Here are 7 career landmarks that can help to build your reputation, and unlock further opportunities.
Getting your first solo show
Many artists are building highly successful businesses selling directly to clients via their website, social media, or at artist-run fairs. Developing a relationship with a commercial gallery can, however, attract new clients, and provide a stimulus for previous customers to become repeat buyers. More importantly, a solo show acts as a signal that your work is viewed with enough confidence by a gallerist to invest in you as an artist, and to take the financial risk that solo exhibitions entail. Solo shows can also provide an opportunity for media coverage, and perhaps bring your work to the attention of curators, as well as collectors.
Undertaking a residency
Residency programmes are often aimed at young or emerging artists, providing them with financial support and the space (both physical and mental) to explore new ideas. There are a huge number of residencies available worldwide, with many designed to allow artists to experience the life and culture of other countries at the same time as developing their practice. Undertaking a residency not only allows you to grow professionally, but may also allow you to expand your network in a new city or country. Some may also provide you with the opportunity to exhibit the work that you create during your residency in a solo show or cultural institution, and of course add interest and depth to your artist bio.
Gaining press coverage
Press coverage, whether in print or online, advertises your work to a wider audience, and might lead to a greater following on social media, or even funnel into sales. It is a good idea to keep track of media coverage via links to online articles on your website, but be wary of reproducing scans of print publications without their permission to avoid copyright issues.

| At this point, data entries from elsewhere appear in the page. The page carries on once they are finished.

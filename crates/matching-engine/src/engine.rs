//! Core Matching Engine
//!
//! Matches a single incoming order against the live order set of its
//! instrument. The order set is re-read from the ledger store before every
//! counterparty selection, so each fill sees the effects of the previous one.

use std::collections::HashSet;
use std::sync::Arc;

use common::{Clock, Decimal, Trade, TradeAction, TradeId, TradeStatus};
use observability::LedgerMetrics;
use rust_decimal::prelude::ToPrimitive;
use settlement::{SettlementOutcome, SettlementService};
use storage::LedgerStore;
use tracing::{debug, info, warn};

use crate::book;
use crate::error::MatchingError;
use crate::result::MatchResult;
use crate::{Result, DEFAULT_LOT_SIZE};

/// Version conflicts tolerated per matching pass before giving up
const MAX_CONFLICT_RETRIES: u32 = 3;

/// State of one matching pass
struct MatchRun {
    result: MatchResult,
    /// Counterparties not to select again in this pass
    passed: HashSet<TradeId>,
    conflicts: u32,
    halted: bool,
}

impl MatchRun {
    fn new(order: Trade) -> Self {
        Self {
            result: MatchResult::new(order),
            passed: HashSet::new(),
            conflicts: 0,
            halted: false,
        }
    }

    fn order(&self) -> &Trade {
        &self.result.order
    }

    fn is_active(&self) -> bool {
        !self.halted && self.order().status.is_live() && !self.order().is_filled()
    }
}

/// What happened to one attempted pairing
enum Step {
    Settled,
    SelfTrade,
    /// The incoming order changed underneath us and was reloaded
    Retry,
}

/// Matching Engine
///
/// Holds no book of its own: the ledger store is the book. Callers must
/// serialize passes (one incoming order at a time) for price/time priority
/// to be well defined.
pub struct MatchingEngine {
    store: Arc<dyn LedgerStore>,
    settlement: SettlementService,
    lot_size: u32,
    metrics: LedgerMetrics,
}

impl MatchingEngine {
    /// Create a new matching engine with the default lot size
    pub fn new(store: Arc<dyn LedgerStore>, clock: Arc<dyn Clock>) -> Self {
        Self::with_lot_size(store, clock, DEFAULT_LOT_SIZE)
    }

    pub fn with_lot_size(store: Arc<dyn LedgerStore>, clock: Arc<dyn Clock>, lot_size: u32) -> Self {
        Self {
            settlement: SettlementService::new(store.clone(), clock),
            store,
            lot_size,
            metrics: LedgerMetrics::new(),
        }
    }

    /// Match a stored order, dispatching on its action and order type
    pub async fn match_order(&self, order: Trade) -> Result<MatchResult> {
        if order.version == 0 {
            return Err(MatchingError::InvalidOrder(format!(
                "trade {} must be stored before matching",
                order.id
            )));
        }
        if order.quantity == 0 {
            return Err(MatchingError::InvalidOrder(format!(
                "trade {} has zero quantity",
                order.id
            )));
        }
        if !order.status.is_live() {
            return Err(MatchingError::InvalidOrder(format!(
                "trade {} is {}",
                order.id, order.status
            )));
        }

        info!(
            trade_id = %order.id,
            symbol = %order.symbol,
            action = %order.action,
            price = %order.limit_price(),
            quantity = order.remaining_quantity(),
            "Matching order"
        );

        let result = match (order.action, order.is_market()) {
            (TradeAction::Buy, false) => self.process_buy(order).await?,
            (TradeAction::Sell, false) => self.process_sell(order).await?,
            (TradeAction::Buy, true) => self.process_market_buy(order).await?,
            (TradeAction::Sell, true) => self.process_market_sell(order).await?,
        };

        debug!(
            trade_id = %result.order.id,
            fills = result.fills.len(),
            filled = result.filled_quantity(),
            status = %result.order.status,
            "Matching pass finished"
        );
        Ok(result)
    }

    /// Limit buy: cross asks up to the bid, then take resting market sells
    /// at the bid
    pub async fn process_buy(&self, buy: Trade) -> Result<MatchResult> {
        let mut run = MatchRun::new(buy);

        while run.is_active() {
            let asks = self.book(TradeAction::Sell, &run).await?;
            let Some(mut sell) = book::best_ask(&asks, &run.passed).cloned() else {
                break;
            };
            if sell.ask > run.order().bid {
                break;
            }
            let quantity = run.order().remaining_quantity().min(sell.remaining_quantity());
            let price = run.order().bid.min(sell.ask);
            self.execute(&mut run, &mut sell, price, quantity).await?;
        }

        self.sweep_market_sells(&mut run).await?;
        Ok(run.result)
    }

    /// Limit sell: cross bids down to the ask, then fill resting market buys
    /// at the ask as far as their reserved funds reach
    pub async fn process_sell(&self, sell: Trade) -> Result<MatchResult> {
        let mut run = MatchRun::new(sell);

        while run.is_active() {
            let bids = self.book(TradeAction::Buy, &run).await?;
            let Some(mut buy) = book::best_bid(&bids, &run.passed).cloned() else {
                break;
            };
            if buy.bid < run.order().ask {
                break;
            }
            let quantity = run.order().remaining_quantity().min(buy.remaining_quantity());
            let price = run.order().ask.max(buy.bid);
            self.execute(&mut run, &mut buy, price, quantity).await?;
        }

        self.sweep_market_buys(&mut run).await?;
        Ok(run.result)
    }

    /// Market buy: take the lowest asks while reserved funds cover a lot
    pub async fn process_market_buy(&self, buy: Trade) -> Result<MatchResult> {
        let mut run = MatchRun::new(buy);

        while run.is_active() {
            let asks = self.book(TradeAction::Sell, &run).await?;
            let Some(mut sell) = book::best_ask(&asks, &run.passed).cloned() else {
                break;
            };
            let funds = run.order().remaining_funds();
            let affordable = book::affordable_quantity(funds, sell.ask, self.lot_size);
            if affordable == 0 {
                debug!(
                    trade_id = %run.order().id,
                    %funds,
                    ask = %sell.ask,
                    "Reserved funds no longer cover a lot"
                );
                break;
            }
            let quantity = sell
                .remaining_quantity()
                .min(affordable)
                .min(run.order().remaining_quantity());
            let price = sell.ask;
            self.execute(&mut run, &mut sell, price, quantity).await?;
        }

        Ok(run.result)
    }

    /// Market sell: hit the highest bids at their price until filled
    pub async fn process_market_sell(&self, sell: Trade) -> Result<MatchResult> {
        let mut run = MatchRun::new(sell);

        while run.is_active() {
            let bids = self.book(TradeAction::Buy, &run).await?;
            let Some(mut buy) = book::best_bid(&bids, &run.passed).cloned() else {
                break;
            };
            let quantity = run.order().remaining_quantity().min(buy.remaining_quantity());
            let price = buy.bid;
            self.execute(&mut run, &mut buy, price, quantity).await?;
        }

        Ok(run.result)
    }

    /// Resting market sells, oldest first, filled at the incoming bid
    async fn sweep_market_sells(&self, run: &mut MatchRun) -> Result<()> {
        while run.is_active() {
            let sells = self.market_book(TradeAction::Sell, run).await?;
            let Some(mut sell) = book::oldest_market(&sells, TradeAction::Sell, &run.passed).cloned()
            else {
                break;
            };
            let quantity = run.order().remaining_quantity().min(sell.remaining_quantity());
            let price = run.order().bid;
            if let Step::Settled = self.execute(run, &mut sell, price, quantity).await? {
                run.passed.insert(sell.id);
            }
        }
        Ok(())
    }

    /// Resting market buys, oldest first, filled at the incoming ask and
    /// capped by what each buyer's reserved funds still cover
    async fn sweep_market_buys(&self, run: &mut MatchRun) -> Result<()> {
        while run.is_active() {
            let buys = self.market_book(TradeAction::Buy, run).await?;
            let Some(mut buy) = book::oldest_market(&buys, TradeAction::Buy, &run.passed).cloned()
            else {
                break;
            };
            let price = run.order().ask;
            let affordable = book::affordable_quantity(buy.remaining_funds(), price, self.lot_size);
            let quantity = run
                .order()
                .remaining_quantity()
                .min(buy.remaining_quantity())
                .min(affordable);
            if quantity == 0 {
                run.passed.insert(buy.id);
                continue;
            }
            if let Step::Settled = self.execute(run, &mut buy, price, quantity).await? {
                run.passed.insert(buy.id);
            }
        }
        Ok(())
    }

    async fn book(&self, side: TradeAction, run: &MatchRun) -> Result<Vec<Trade>> {
        Ok(self
            .store
            .find_trades(side, &run.order().symbol, &TradeStatus::LIVE)
            .await?)
    }

    async fn market_book(&self, side: TradeAction, run: &MatchRun) -> Result<Vec<Trade>> {
        Ok(self
            .store
            .find_market_trades(side, &run.order().symbol, &TradeStatus::LIVE)
            .await?)
    }

    /// Settle one pairing between the incoming order and `counter`
    async fn execute(
        &self,
        run: &mut MatchRun,
        counter: &mut Trade,
        price: Decimal,
        quantity: u32,
    ) -> Result<Step> {
        let order = &mut run.result.order;
        let outcome = if order.is_buy() {
            self.settlement.settle(order, counter, price, quantity).await
        } else {
            self.settlement.settle(counter, order, price, quantity).await
        };

        match outcome {
            Ok(SettlementOutcome::Settled(fill)) => {
                self.metrics
                    .record_fill(fill.quantity, fill.notional().to_f64().unwrap_or_default());
                run.result.fills.push(fill);
                Ok(Step::Settled)
            }
            Ok(SettlementOutcome::SelfTradeSkipped) => {
                self.metrics.record_self_trade();
                run.result.self_trades_skipped += 1;
                run.passed.insert(counter.id);
                Ok(Step::SelfTrade)
            }
            Err(e) if e.is_conflict() => {
                run.conflicts += 1;
                let id = run.result.order.id;
                warn!(
                    trade_id = %id,
                    counterparty_id = %counter.id,
                    attempt = run.conflicts,
                    "Version conflict while settling, reloading"
                );
                if run.conflicts > MAX_CONFLICT_RETRIES {
                    return Err(MatchingError::Contention(id));
                }
                let fresh = self.store.get_trade(id).await?.ok_or_else(|| {
                    MatchingError::InvalidOrder(format!("trade {} disappeared while matching", id))
                })?;
                if !fresh.status.is_live() {
                    info!(trade_id = %id, status = %fresh.status, "Order left the book while matching");
                    run.halted = true;
                }
                run.result.order = fresh;
                Ok(Step::Retry)
            }
            Err(e) => Err(e.into()),
        }
    }
}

If you are exhibiting at an art fair or in an open studio you might wish to display a book of press cuttings, as media coverage can not only give potential clients an insight into your work, but also instill them with the confidence to commit to a purchase.
Exhibiting in a public institution
Although exhibiting in commercial galleries can widen your audience, attract press attention, and hopefully lead to sales, the next step you should aim for as an artist is exhibiting in a public institution. Exhibiting in a museum or public gallery demonstrates to collectors that your work has intellectual or academic depth in addition to commercial potential. While few commercial galleries will have the budget to sponsor solo shows for their artists in major public institutions, it’s worth getting to know smaller public galleries in your region, as they might provide opportunities for local artists to exhibit.
Winning an art prize
In addition to the financial rewards that art prizes offer, being shortlisted for or awarded an art prize is a prestigious addition to your CV, and again can provide confidence in collectors to invest in your work. Many competitions also display shortlisted entries in public galleries, offering a route to exhibiting in a public institution. When researching opportunities, bear in mind that some international competitions (such as the USA’s Birds in Art) are open to artists worldwide, and could potentially bring your work to new markets.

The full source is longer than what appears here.